→ **YOUR GOAL**
The expected output is the complete listing, copied word for word.
☆ ☆ ☆
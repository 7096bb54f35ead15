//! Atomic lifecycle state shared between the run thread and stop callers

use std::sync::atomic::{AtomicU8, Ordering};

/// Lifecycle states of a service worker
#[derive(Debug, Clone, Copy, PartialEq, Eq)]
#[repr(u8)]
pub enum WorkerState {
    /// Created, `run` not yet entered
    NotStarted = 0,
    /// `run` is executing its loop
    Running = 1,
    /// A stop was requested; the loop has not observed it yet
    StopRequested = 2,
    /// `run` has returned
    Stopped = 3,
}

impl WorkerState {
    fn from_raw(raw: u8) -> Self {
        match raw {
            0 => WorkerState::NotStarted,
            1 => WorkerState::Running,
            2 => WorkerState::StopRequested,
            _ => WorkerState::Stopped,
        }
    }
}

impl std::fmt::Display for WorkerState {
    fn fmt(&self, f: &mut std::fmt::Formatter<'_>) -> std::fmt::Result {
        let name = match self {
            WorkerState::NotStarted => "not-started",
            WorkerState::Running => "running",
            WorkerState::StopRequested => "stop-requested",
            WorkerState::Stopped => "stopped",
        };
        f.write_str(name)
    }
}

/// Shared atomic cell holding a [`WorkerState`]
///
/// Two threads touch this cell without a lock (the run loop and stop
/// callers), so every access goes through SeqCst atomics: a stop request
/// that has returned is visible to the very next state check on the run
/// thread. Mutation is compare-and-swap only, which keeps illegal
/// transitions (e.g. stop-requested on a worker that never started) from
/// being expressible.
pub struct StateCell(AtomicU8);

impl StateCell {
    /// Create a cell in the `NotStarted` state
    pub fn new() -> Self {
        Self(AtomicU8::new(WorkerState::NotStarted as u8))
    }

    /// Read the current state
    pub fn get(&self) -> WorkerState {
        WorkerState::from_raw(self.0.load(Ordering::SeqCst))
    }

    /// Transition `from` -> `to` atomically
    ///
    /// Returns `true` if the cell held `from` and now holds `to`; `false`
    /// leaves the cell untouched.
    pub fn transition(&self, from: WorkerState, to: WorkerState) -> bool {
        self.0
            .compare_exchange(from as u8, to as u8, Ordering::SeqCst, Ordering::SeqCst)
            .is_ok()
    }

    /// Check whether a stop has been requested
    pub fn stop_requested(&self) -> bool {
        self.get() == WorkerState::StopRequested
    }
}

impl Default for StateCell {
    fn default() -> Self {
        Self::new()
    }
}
☆ ☆ ☆
→ **SOLUTION TO THIS PROBLEM**
repository 7096bb54f35ead15
//! Atomic lifecycle state shared between the run thread and stop callers

use std::sync::atomic::{AtomicU8, Ordering};

/// Lifecycle states of a service worker
#[derive(Debug, Clone, Copy, PartialEq, Eq)]
#[repr(u8)]
pub enum WorkerState {
    /// Created, `run` not yet entered
    NotStarted = 0,
    /// `run` is executing its loop
    Running = 1,
    /// A stop was requested; the loop has not observed it yet
    StopRequested = 2,
    /// `run` has returned
    Stopped = 3,
}

impl WorkerState {
    fn from_raw(raw: u8) -> Self {
        match raw {
            0 => WorkerState::NotStarted,
            1 => WorkerState::Running,
            2 => WorkerState::StopRequested,
            _ => WorkerState::Stopped,
        }
    }
}

impl std::fmt::Display for WorkerState {
    fn fmt(&self, f: &mut std::fmt::Formatter<'_>) -> std::fmt::Result {
        let name = match self {
            WorkerState::NotStarted => "not-started",
            WorkerState::Running => "running",
            WorkerState::StopRequested => "stop-requested",
            WorkerState::Stopped => "stopped",
        };
        f.write_str(name)
    }
}

/// Shared atomic cell holding a [`WorkerState`]
///
/// Two threads touch this cell without a lock (the run loop and stop
/// callers), so every access goes through SeqCst atomics: a stop request
/// that has returned is visible to the very next state check on the run
/// thread. Mutation is compare-and-swap only, which keeps illegal
/// transitions (e.g. stop-requested on a worker that never started) from
/// being expressible.
pub struct StateCell(AtomicU8);

impl StateCell {
    /// Create a cell in the `NotStarted` state
    pub fn new() -> Self {
        Self(AtomicU8::new(WorkerState::NotStarted as u8))
    }

    /// Read the current state
    pub fn get(&self) -> WorkerState {
        WorkerState::from_raw(self.0.load(Ordering::SeqCst))
    }

    /// Transition `from` -> `to` atomically
    ///
    /// Returns `true` if the cell held `from` and now holds `to`; `false`
    /// leaves the cell untouched.
    pub fn transition(&self, from: WorkerState, to: WorkerState) -> bool {
        self.0
            .compare_exchange(from as u8, to as u8, Ordering::SeqCst, Ordering::SeqCst)
            .is_ok()
    }

    /// Check whether a stop has been requested
    pub fn stop_requested(&self) -> bool {
        self.get() == WorkerState::StopRequested
    }
}

impl Default for StateCell {
    fn default() -> Self {
        Self::new()
    }
}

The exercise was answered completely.